4.3          La question des salaires se pose partout. Alors que le chômage de masse guète à nouveau, ce sujet semble hors de propos. Pourtant, les pressions politiques et de l’opinion publique sont bien présentes, notamment en faveur d’une revalorisation dans les secteurs en première ligne durant la crise (santé, distribution…). Aux États-Unis, le candidat démocrate Joe Biden s’est exprimé en faveur d’une hausse du salaire minimum.

4.4        Nous avons déjà évoqué, avant la crise du coronavirus, l’intensification des critiques contre les dérives du libéralisme, du capitalisme et de la mondialisation, y compris dans les pays réputés les plus libéraux (États-Unis, Royaume-Uni) . Ces sujets dépassent le cadre strict de notre note mensuelle. Toutefois, la crise ne fait qu’accentuer une dérive vers l’illibéralisme qui menace clairement la profitabilité des entreprises et le niveau des indices boursiers. Le thème de la relocalisation d’une partie des capacités de production dans les pays riches est révélateur d’une méconnaissance complète des enjeux. Deux questions ne sont que trop rarement posées dans le cadre d’une problématique étudiée avant tout sous l’angle idéologique : les compétences de la population active occidentale ne sont-elles pas insuffisantes dans un monde technoscientifique ? Quels seraient les impacts sur les prix, l’inflation et donc les taux d’intérêt si la Chine cessait d’être le principal fournisseur des pays riches ? Les réponses apportées à ces deux questions rendent une démondialisation pratiquement inenvisageable dans un avenir proche.  

4.5          Les sujets géopolitiques ne doivent pas être mis sous le tapis. Les derniers développements indiquent qu’un retour des tensions commerciales entre la Chine et les États-Unis est parfaitement possible ; la détérioration des relations diplomatiques à l’occasion de la pandémie nous laisse envisager une véritable guerre froide entre deux pays qui revendiquent le leadership mondial. L’élection présidentielle américaine finira par se rappeler au bon souvenir des investisseurs. Le populisme est prêt à en découdre dès la sortie du confinement, en particulier dans l’Union européenne qui, jusqu’à présent, n’a pas particulièrement brillé durant cette crise (plan de relance coordonnée toujours dans les limbes).

Question 5° Les taux d’intérêt vont-ils rester bas longtemps ?

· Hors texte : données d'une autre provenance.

//! Simulated media engine
//!
//! An in-process [`MediaEngine`] whose properties are set from the outside
//! through a [`SimController`]. It records every call made on it and counts
//! observer registration mistakes (closing without an open, opening twice),
//! which makes it the test double for the player layer and the engine behind
//! the CLI's scripted scenarios.

use crate::{
    engine::{EngineSignal, EngineStatus, EventSink, ItemStatus, MediaEngine, SeekTicket},
    types::{SourceDescriptor, SurfaceLayout, TimeRange},
    Error, Result,
};
use std::collections::HashSet;
use std::sync::{Arc, Mutex, MutexGuard, PoisonError};
use url::Url;

/// A call the player made on the engine
#[derive(Debug, Clone, PartialEq)]
pub enum EngineCall {
    Open(Url),
    Close,
    Play,
    Pause,
    Seek { to: f64, ticket: SeekTicket },
    SetRate(f32),
    SetMuted(bool),
    AttachSurface,
    DetachSurface,
    LayoutSurface(SurfaceLayout),
}

#[derive(Debug)]
struct SimState {
    sink: Option<EventSink>,
    rejected: HashSet<String>,
    item_status: ItemStatus,
    engine_status: EngineStatus,
    error: Option<String>,
    position: f64,
    duration: Option<f64>,
    playing: bool,
    preferred_rate: f32,
    muted: bool,
    likely_to_keep_up: bool,
    buffer_full: bool,
    buffer_empty: bool,
    loaded: Vec<TimeRange>,
    pending_seek: Option<(f64, SeekTicket)>,
    surface_attached: bool,
    surface_layout: Option<SurfaceLayout>,
    calls: Vec<EngineCall>,
    observer_errors: u32,
}

impl Default for SimState {
    fn default() -> Self {
        Self {
            sink: None,
            rejected: HashSet::new(),
            item_status: ItemStatus::Unknown,
            engine_status: EngineStatus::Unknown,
            error: None,
            position: 0.0,
            duration: None,
            playing: false,
            preferred_rate: 1.0,
            muted: false,
            likely_to_keep_up: false,
            buffer_full: false,
            buffer_empty: false,
            loaded: Vec::new(),
            pending_seek: None,
            surface_attached: false,
            surface_layout: None,
            calls: Vec::new(),
            observer_errors: 0,
        }
    }
}

impl SimState {
    fn reset_item(&mut self) {
        self.item_status = ItemStatus::Unknown;
        self.engine_status = EngineStatus::Unknown;
        self.error = None;
        self.position = 0.0;
        self.duration = None;
        self.playing = false;
        self.likely_to_keep_up = false;
        self.buffer_full = false;
        self.buffer_empty = false;
        self.loaded.clear();
        self.pending_seek = None;
    }

    fn emit(&self, signal: EngineSignal) {
        if let Some(sink) = &self.sink {
            sink.emit(signal);
        }
    }
}

fn lock(shared: &Mutex<SimState>) -> MutexGuard<'_, SimState> {
    shared.lock().unwrap_or_else(PoisonError::into_inner)
}

/// Engine half, handed to the player layer
#[derive(Debug)]
pub struct SimulatedEngine {
    shared: Arc<Mutex<SimState>>,
}

/// Control half, kept by the test or scenario script
#[derive(Debug, Clone)]
pub struct SimController {
    shared: Arc<Mutex<SimState>>,
}

impl SimulatedEngine {
    pub fn new() -> (Self, SimController) {
        let shared = Arc::new(Mutex::new(SimState::default()));
        (
            Self {
                shared: shared.clone(),
            },
            SimController { shared },
        )
    }

    fn state(&self) -> MutexGuard<'_, SimState> {
        lock(&self.shared)
    }
}

impl MediaEngine for SimulatedEngine {
    fn open(&mut self, source: &SourceDescriptor, sink: EventSink) -> Result<()> {
        let mut state = self.state();
        state.calls.push(EngineCall::Open(source.locator.clone()));
        if state.rejected.contains(source.locator.as_str()) {
            return Err(Error::unresolvable(&source.locator, "locator is not playable"));
        }
        if state.sink.is_some() {
            state.observer_errors += 1;
        }
        state.reset_item();
        state.sink = Some(sink);
        Ok(())
    }

    fn close(&mut self) {
        let mut state = self.state();
        state.calls.push(EngineCall::Close);
        if state.sink.take().is_none() {
            state.observer_errors += 1;
        }
        state.reset_item();
    }

    fn play(&mut self) {
        let mut state = self.state();
        state.calls.push(EngineCall::Play);
        state.playing = true;
    }

    fn pause(&mut self) {
        let mut state = self.state();
        state.calls.push(EngineCall::Pause);
        state.playing = false;
    }

    fn seek(&mut self, to: f64, ticket: SeekTicket) {
        let mut state = self.state();
        state.calls.push(EngineCall::Seek { to, ticket });
        if let Some((_, superseded)) = state.pending_seek.replace((to, ticket)) {
            state.emit(EngineSignal::SeekCompleted {
                ticket: superseded,
                finished: false,
            });
        }
    }

    fn set_rate(&mut self, rate: f32) {
        let mut state = self.state();
        state.calls.push(EngineCall::SetRate(rate));
        state.preferred_rate = rate;
    }

    fn set_muted(&mut self, muted: bool) {
        let mut state = self.state();
        state.calls.push(EngineCall::SetMuted(muted));
        state.muted = muted;
    }

    fn attach_surface(&mut self) {
        let mut state = self.state();
        state.calls.push(EngineCall::AttachSurface);
        state.surface_attached = true;
    }

    fn detach_surface(&mut self) {
        let mut state = self.state();
        state.calls.push(EngineCall::DetachSurface);
        state.surface_attached = false;
    }

    fn layout_surface(&mut self, layout: SurfaceLayout) {
        let mut state = self.state();
        state.calls.push(EngineCall::LayoutSurface(layout));
        state.surface_layout = Some(layout);
    }

    fn item_status(&self) -> ItemStatus {
        self.state().item_status
    }

    fn engine_status(&self) -> EngineStatus {
        self.state().engine_status
    }

    fn error_message(&self) -> Option<String> {
        self.state().error.clone()
    }

    fn current_time(&self) -> f64 {
        self.state().position
    }

    fn duration(&self) -> Option<f64> {
        self.state().duration
    }

    fn rate(&self) -> f32 {
        let state = self.state();
        if state.playing {
            state.preferred_rate
        } else {
            0.0
        }
    }

    fn is_playback_likely_to_keep_up(&self) -> bool {
        self.state().likely_to_keep_up
    }

    fn is_playback_buffer_full(&self) -> bool {
        self.state().buffer_full
    }

    fn is_playback_buffer_empty(&self) -> bool {
        self.state().buffer_empty
    }

    fn loaded_time_ranges(&self) -> Vec<TimeRange> {
        self.state().loaded.clone()
    }
}

impl SimController {
    fn state(&self) -> MutexGuard<'_, SimState> {
        lock(&self.shared)
    }

    /// Make future opens of `locator` fail
    pub fn reject(&self, locator: &str) {
        self.state().rejected.insert(locator.to_string());
    }

    /// Item and engine become ready
    pub fn ready(&self) {
        let mut state = self.state();
        state.item_status = ItemStatus::ReadyToPlay;
        state.engine_status = EngineStatus::ReadyToPlay;
        state.emit(EngineSignal::StatusChanged);
    }

    pub fn fail_item(&self, message: &str) {
        let mut state = self.state();
        state.item_status = ItemStatus::Failed;
        state.error = Some(message.to_string());
        state.emit(EngineSignal::StatusChanged);
    }

    /// Engine-level failure; surfaces as the rate dropping to zero
    pub fn fail_engine(&self, message: &str) {
        let mut state = self.state();
        state.engine_status = EngineStatus::Failed;
        state.error = Some(message.to_string());
        state.playing = false;
        state.emit(EngineSignal::RateChanged);
    }

    pub fn set_duration(&self, duration: f64) {
        self.state().duration = Some(duration);
    }

    pub fn set_position(&self, position: f64) {
        self.state().position = position;
    }

    pub fn set_likely_to_keep_up(&self, likely: bool) {
        let mut state = self.state();
        state.likely_to_keep_up = likely;
        if likely {
            state.buffer_empty = false;
        }
        state.emit(EngineSignal::LikelyToKeepUpChanged);
    }

    pub fn set_buffer_full(&self, full: bool) {
        self.state().buffer_full = full;
    }

    /// Buffer runs dry
    pub fn buffer_empty(&self) {
        let mut state = self.state();
        state.buffer_empty = true;
        state.buffer_full = false;
        state.likely_to_keep_up = false;
        state.emit(EngineSignal::BufferEmptyChanged);
    }

    pub fn set_loaded(&self, ranges: Vec<TimeRange>) {
        let mut state = self.state();
        state.loaded = ranges;
        state.emit(EngineSignal::LoadedRangesChanged);
    }

    /// Advance the position while playing
    pub fn advance(&self, seconds: f64) {
        let mut state = self.state();
        if state.playing {
            let rate = f64::from(state.preferred_rate);
            let next = state.position + seconds * rate;
            state.position = match state.duration {
                Some(total) => next.min(total),
                None => next,
            };
        }
    }

    /// Reach end of stream
    pub fn play_to_end(&self) {
        let mut state = self.state();
        if let Some(total) = state.duration {
            state.position = total;
        }
        state.playing = false;
        state.emit(EngineSignal::PlayedToEnd);
    }

    /// Land the outstanding seek. Returns false if there was none.
    pub fn complete_seek(&self) -> bool {
        let mut state = self.state();
        match state.pending_seek.take() {
            Some((to, ticket)) => {
                state.position = to;
                state.emit(EngineSignal::SeekCompleted {
                    ticket,
                    finished: true,
                });
                true
            }
            None => false,
        }
    }

    /// Raise an arbitrary signal on the current session
    pub fn emit(&self, signal: EngineSignal) {
        self.state().emit(signal);
    }

    /// The sink of the current session, if one is open
    pub fn sink(&self) -> Option<EventSink> {
        self.state().sink.clone()
    }

    pub fn calls(&self) -> Vec<EngineCall> {
        self.state().calls.clone()
    }

    pub fn clear_calls(&self) {
        self.state().calls.clear();
    }

    /// Offsets of every seek issued, in order
    pub fn seeks(&self) -> Vec<f64> {
        self.state()
            .calls
            .iter()
            .filter_map(|c| match c {
                EngineCall::Seek { to, .. } => Some(*to),
                _ => None,
            })
            .collect()
    }

    pub fn observer_errors(&self) -> u32 {
        self.state().observer_errors
    }

    pub fn is_observed(&self) -> bool {
        self.state().sink.is_some()
    }

    pub fn is_playing(&self) -> bool {
        self.state().playing
    }

    pub fn position(&self) -> f64 {
        self.state().position
    }

    pub fn is_muted(&self) -> bool {
        self.state().muted
    }

    pub fn surface_attached(&self) -> bool {
        self.state().surface_attached
    }

    pub fn surface_layout(&self) -> Option<SurfaceLayout> {
        self.state().surface_layout
    }
}

#[cfg(test)]
mod tests {
    use super::*;
    use crate::engine::EngineSignals;
    use crate::types::SessionId;

    fn open(engine: &mut SimulatedEngine) -> EngineSignals {
        let (tx, signals) = EngineSignals::channel();
        let source = SourceDescriptor::parse("https://cdn.example.com/a.mp4").unwrap();
        engine.open(&source, EventSink::new(SessionId::new(), tx)).unwrap();
        signals
    }

    #[test]
    fn test_close_without_open_is_an_observer_error() {
        let (mut engine, controller) = SimulatedEngine::new();
        engine.close();
        assert_eq!(controller.observer_errors(), 1);

        let _signals = open(&mut engine);
        engine.close();
        assert_eq!(controller.observer_errors(), 1);
    }

    #[test]
    fn test_superseded_seek_reports_unfinished() {
        let (mut engine, controller) = SimulatedEngine::new();
        let mut signals = open(&mut engine);

        engine.seek(10.0, SeekTicket(1));
        engine.seek(20.0, SeekTicket(2));
        assert_eq!(
            signals.try_recv().map(|e| e.signal),
            Some(EngineSignal::SeekCompleted {
                ticket: SeekTicket(1),
                finished: false
            })
        );

        assert!(controller.complete_seek());
        assert_eq!(controller.position(), 20.0);
        assert!(!controller.complete_seek());
    }

    #[test]
    fn test_rate_reflects_play_state() {
        let (mut engine, controller) = SimulatedEngine::new();
        let _signals = open(&mut engine);
        controller.set_duration(10.0);
        engine.set_rate(2.0);
        assert_eq!(engine.rate(), 0.0);

        engine.play();
        assert_eq!(engine.rate(), 2.0);
        controller.advance(3.0);
        assert_eq!(controller.position(), 6.0);
        controller.advance(10.0);
        assert_eq!(controller.position(), 10.0);
    }

    #[test]
    fn test_rejected_locator() {
        let (mut engine, controller) = SimulatedEngine::new();
        controller.reject("https://cdn.example.com/a.mp4");
        let (tx, _signals) = EngineSignals::channel();
        let source = SourceDescriptor::parse("https://cdn.example.com/a.mp4").unwrap();
        let err = engine
            .open(&source, EventSink::new(SessionId::new(), tx))
            .unwrap_err();
        assert!(matches!(err, Error::SourceResolution { .. }));
        assert!(!controller.is_observed());
    }
}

Les dettes publiques sont massivement monétisées (« helicopter money ») ; les banques centrales pilotent les taux d’intérêt à court et à long terme pour éviter une crise de liquidité et de solvabilité des agents économiques et surtout des États. Les dettes à taux nul accumulées sur le bilan des banques centrales et renouvelées sans cesse sont devenues des créances quasi perpétuelles dont la mathématique financière la plus élémentaire nous dit qu’elles valent zéro ! Autrement dit, dans les faits, la situation est fort comparable à une annulation pure et simple d’une partie des dettes publiques. Certains militent pour que cette situation soit actée une fois pour toutes. Le choc étant par nature déflationniste, il faudra de nombreuses années pour que la situation se normalise. Il semble prématuré de s’inquiéter du retour de l’inflation.

CONCLUSION

Les politiques d’assouplissement monétaire quantitatif ont permis aux marchés de rebondir vigoureusement. Il nous semble à présent que les prix ne reflètent plus les fondamentaux ; les marchés de taux sont manipulés par les banques centrales. Les actifs risqués reflètent un coût du capital qui nous semble incompatible avec l’ampleur de la crise. Contrairement aux krachs précédents, les maisons de gestion de fortune n’ont pas hésité à acheter des actions dans la phase de correction face à la pauvreté des alternatives d’investissement. Toutefois, les investissements se concentrent sur quelques secteurs et quelques grandes valeurs, notamment les leaders technologiques américains qui ne sont pas parfaitement immunisés face à la crise. Dès lors, nous ne pouvons que réitérer nos conseils de prudence et de patience alors que la sortie graduelle du confinement vient à peine de commencer.